79 Ark. 229 | Ark. | 1906
Lead Opinion
This is a suit in equity brought by M. L. Altheimer, a tax payer of Plum .Bayou Levee District, for the purpose of restraining (1) the execution of negotiable promissory notes by the Plum Bayou Levee District to evidence the balance owing for work done in constructing the levees, after money available for such payments had been exhausted; (2) to restrain the issuance and sale of certificates of indebtedness of the levee district for the purpose of raising money to pay the balance due for levee construction, and (3) to restrain the levying of a tax to pay the balance due for levee construction.

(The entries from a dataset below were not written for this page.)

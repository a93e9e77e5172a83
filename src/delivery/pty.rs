// SPDX-License-Identifier: BUSL-1.1
// Copyright (c) 2026 Alfred Jean LLC

//! Tier 2: pseudo-terminal device write. Unix-like systems only; this tier
//! is absent on Windows. Works when the display is locked.

use std::io::Write;
use std::path::PathBuf;

use super::keystrokes::NudgeStep;
use super::TierOutcome;

/// Resolve the `/dev/pts/<N>` (or platform-equivalent) device backing a
/// session's stdin, if any.
#[cfg(unix)]
fn pty_device_for(session_pid: u32) -> Option<PathBuf> {
    let link = format!("/proc/{session_pid}/fd/0");
    let target = std::fs::read_link(link).ok()?;
    let is_pty = target.to_str()?.starts_with("/dev/pts/") || target.to_str()?.starts_with("/dev/tty");
    is_pty.then_some(target)
}

#[cfg(not(unix))]
fn pty_device_for(_session_pid: u32) -> Option<PathBuf> {
    None
}

fn can_write(path: &std::path::Path) -> bool {
    std::fs::OpenOptions::new().write(true).open(path).is_ok()
}

pub async fn probe_available(session_pid: Option<u32>) -> bool {
    let Some(pid) = session_pid else { return false };
    match pty_device_for(pid) {
        Some(device) => can_write(&device),
        None => false,
    }
}

/// Write the translated byte sequence to the PTY device: control
/// characters for ESC/Ctrl+U, literal bytes for the prompt, `\r` for
/// Enter, honoring each step's inter-element delay.
pub async fn attempt(session_pid: Option<u32>, steps: &[NudgeStep]) -> TierOutcome {
    let Some(pid) = session_pid else {
        return TierOutcome::Unavailable("no session_pid to target a pty".to_string());
    };
    let Some(device) = pty_device_for(pid) else {
        return TierOutcome::Unavailable(format!("no pty device found for pid {pid}"));
    };

    let mut file = match std::fs::OpenOptions::new().write(true).open(&device) {
        Ok(f) => f,
        Err(e) => return TierOutcome::Unavailable(format!("cannot open {}: {e}", device.display())),
    };

    for step in steps {
        if let Err(e) = file.write_all(&step.bytes) {
            return TierOutcome::TransientFailure(format!("write to {} failed: {e}", device.display()));
        }
        if let Some(delay) = step.delay_after {
            tokio::time::sleep(delay).await;
        }
    }
    TierOutcome::Sent
}

#[cfg(test)]
#[path = "pty_tests.rs"]
mod tests;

It is alleged in the complaint that the board of directors has entered into a contract for construction of the levee at a cost in excess of the levee taxes for the current year and the proceeds of the sale of bonds of the district in the sum of $300,000 authorized by statute to be issued; that the board is about to execute negotiable promissory notes of the district bearing interest at 8 per cent, per annum to the contractors for levee work done under contract, and that the board will also, unless restrained, issue and sell certificates of indebtedness of the district in the form of notes maturing at long time and bearing interest at from 6 to 8 per cent, per annum for the purpose of raising funds to pay the amounts due and to become due to contractors for levee work. The chancellor sustained a demurrer to the complaint, and the plaintiff appeals.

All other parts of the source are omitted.